About this task. Look below for the line containing "Session lifecycle ──────────────────────────"; write out that line and each one after it to the end, exactly, and nothing else.

Excerpted records.

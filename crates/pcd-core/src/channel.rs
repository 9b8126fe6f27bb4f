//! Command channel: exact-framing send and receive over a transport.
//!
//! Send and receive are independent calls. Pairing commands with replies is
//! left to the caller, since some device functions never answer.

use tracing::{debug, warn};

use crate::buffer::{CommandBuffer, ReplyBuffer};
use crate::error::{PcdError, Result};
use crate::transport::{Deadline, UsbTransport};

/// Transmit every byte of `cmd` before the deadline.
///
/// A short write is a failed transfer, reported as a timeout.
pub(crate) fn send<T: UsbTransport>(
    link: &mut T,
    cmd: &CommandBuffer<'_>,
    deadline: Deadline,
) -> Result<()> {
    let written = link.transfer_out(cmd.as_bytes(), deadline)?;
    if written != cmd.len() {
        warn!(written, expected = cmd.len(), "Short write");
        return Err(PcdError::from(deadline.timeout_error()));
    }
    debug!(len = written, "Command sent");
    Ok(())
}

/// Receive exactly `reply.expected()` bytes before the deadline.
///
/// Fewer bytes count as a failed transfer (timeout). More bytes than
/// requested means the transport broke its contract (internal error).
/// On any failure the reply is left empty.
pub(crate) fn receive<T: UsbTransport>(
    link: &mut T,
    reply: &mut ReplyBuffer<'_>,
    deadline: Deadline,
) -> Result<usize> {
    reply.clear();
    let expected = reply.expected();
    let data = link.transfer_in(expected, deadline)?;

    if data.len() < expected {
        warn!(received = data.len(), expected, "Short reply");
        return Err(PcdError::from(deadline.timeout_error()));
    }
    if data.len() > expected {
        return Err(PcdError::Internal(format!(
            "transport returned {} bytes for a {}-byte reply",
            data.len(),
            expected
        )));
    }

    reply.fill(&data);
    debug!(len = expected, "Reply received");
    Ok(expected)
}
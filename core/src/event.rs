//! Everything Presentation can observe about a play session.
//!
//! RULE: Presentation never reads controller internals to decide what to
//! show next. Each operation returns the events it produced, in order.

use crate::types::{Coins, Score, SessionId, SessionTime};
use serde::{Deserialize, Serialize};

#[derive(Debug, Clone, Serialize, Deserialize, PartialEq)]
#[serde(tag = "type", rename_all = "snake_case")]
pub enum GameEvent {
    // ── Session lifecycle ──────────────────────────
    SessionStarted {
        session_id: SessionId,
        difficulty: f64,
        high_score: Score,
    },
    CountdownTick {
        remaining: u32,
    },
    /// The "GO" display; play becomes active when it ends.
    CountdownGo,
    PlayStarted {
        spawn_interval: SessionTime,
    },
    Paused,
    Resumed,
    SessionReset,

    // ── Play ───────────────────────────────────────
    TargetSpawned {
        kind: String,
        points: i64,
        hazard: bool,
    },
    ScoreChanged {
        score: Score,
    },
    LevelUp {
        level: u32,
        spawn_interval: SessionTime,
    },
    LevelBannerHidden,

    // ── Outcome ────────────────────────────────────
    Won {
        score: Score,
        reward: Coins,
    },
    Lost {
        score: Score,
        attempts_remaining: u32,
    },
    HighScoreBeaten {
        high_score: Score,
    },
    /// The last attempt is gone; navigation should leave for the lobby.
    AttemptsExhausted,
    ReturnToLobby,

    // ── Economy ────────────────────────────────────
    RefillGranted {
        amount: Coins,
        balance: Coins,
    },
}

Expected output.
    // ── Session lifecycle ──────────────────────────
    SessionStarted {
        session_id: SessionId,
        difficulty: f64,
        high_score: Score,
    },
    CountdownTick {
        remaining: u32,
    },
    /// The "GO" display; play becomes active when it ends.
    CountdownGo,
    PlayStarted {
        spawn_interval: SessionTime,
    },
    Paused,
    Resumed,
    SessionReset,

    // ── Play ───────────────────────────────────────
    TargetSpawned {
        kind: String,
        points: i64,
        hazard: bool,
    },
    ScoreChanged {
        score: Score,
    },
    LevelUp {
        level: u32,
        spawn_interval: SessionTime,
    },
    LevelBannerHidden,

    // ── Outcome ────────────────────────────────────
    Won {
        score: Score,
        reward: Coins,
    },
    Lost {
        score: Score,
        attempts_remaining: u32,
    },
    HighScoreBeaten {
        high_score: Score,
    },
    /// The last attempt is gone; navigation should leave for the lobby.
    AttemptsExhausted,
    ReturnToLobby,

    // ── Economy ────────────────────────────────────
    RefillGranted {
        amount: Coins,
        balance: Coins,
    },
}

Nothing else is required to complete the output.